On EMG, the spontaneous activity of the involved muscles display myopathic changes,7 as in the present case. If disease progresses to chronic recurrent myositis, it could show normal or abnormal spontaneous activities related with denervation.
Focal myositis resolves spontaneously within a few months to a few years, but rarely can recur. Steroid or nonsteroidal anti-inflammatory drugs are commonly used for treatment. In progressive diseases, immunosuppressive therapy or radiation therapy may be useful. Nonetheless, the high risk of side effects should be considered.8 Garcia et al.9 reported cases who did not respond to oral steroids but cured by methotrexate. Chiba et al.6 treated by the arterial injection of a low dose of steroid into the proximal artery of the lesion. In our case, symptoms were improved without complications by the non-invasive administration of high dose steroids for a short period.

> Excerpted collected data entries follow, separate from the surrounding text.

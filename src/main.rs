mod config;
mod errors;
mod handlers;
mod models;
mod services;
#[cfg(feature = "web-server")]
mod web; // Form page + JSON/CSV endpoints

use anyhow::Result;
use dotenv::dotenv;
use std::sync::Arc;

use config::Config;
use handlers::PlanHandler;
use services::{PlanProvider, PlanService};

#[tokio::main]
async fn main() -> Result<()> {
    // Load environment variables before the logger reads RUST_LOG
    dotenv().ok();
    env_logger::init();

    log::info!("🚀 Starting NutriPlan...");

    let config = Config::from_env()?;
    log::info!(
        "✅ Configuration loaded (provider timeout {:?}, bind {})",
        config.provider_timeout,
        config.bind_addr
    );

    let provider = PlanProvider::from_config(&config)?;
    log::info!("✅ Plan provider initialized ({} mode)", provider.source());

    let provider: Arc<dyn PlanService> = Arc::new(provider);
    let plan_handler = Arc::new(PlanHandler::new(provider));
    log::info!("✅ Plan handler initialized");

    #[cfg(feature = "web-server")]
    {
        let app = web::create_router(plan_handler.clone());
        let listener = tokio::net::TcpListener::bind(&config.bind_addr).await?;
        log::info!("🌐 Web server listening on http://{}", config.bind_addr);

        tokio::spawn(async move {
            if let Err(e) = axum::serve(listener, app).await {
                log::error!("❌ Web server stopped: {}", e);
            }
        });
    }

    #[cfg(not(feature = "web-server"))]
    {
        let _ = &plan_handler;
        log::warn!("⚠️ Built without the web-server feature, nothing to serve");
        return Ok(());
    }

    #[cfg(feature = "web-server")]
    {
        log::info!("🎉 Ready! Press Ctrl+C to stop");
        tokio::signal::ctrl_c().await?;
        log::info!("🛑 Shutting down...");
        Ok(())
    }
}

If the the motion of adjacent joints is limited due to complications of focal myositis, physical therapy and surgical therapy may be required. Maynie et al.10 performed resection of lesions and tenotomy to restore the normal gait of a pediatric patient, who developed equinus deformity from muscle sclerosis due to focal myositis in gastrocnemious. In our case, with medications and physical therapy for 2 weeks, the limitation of dorsiflexion movement was improved from the initial -5 degrees to 0 degree, and the gait pattern normalized.
Focal myositis is often misdiagnosed as tumors resulting in excessive treatments, and may induce joint contracture with progression.10 Thus, appropriate diagnosis and treatments are necessary.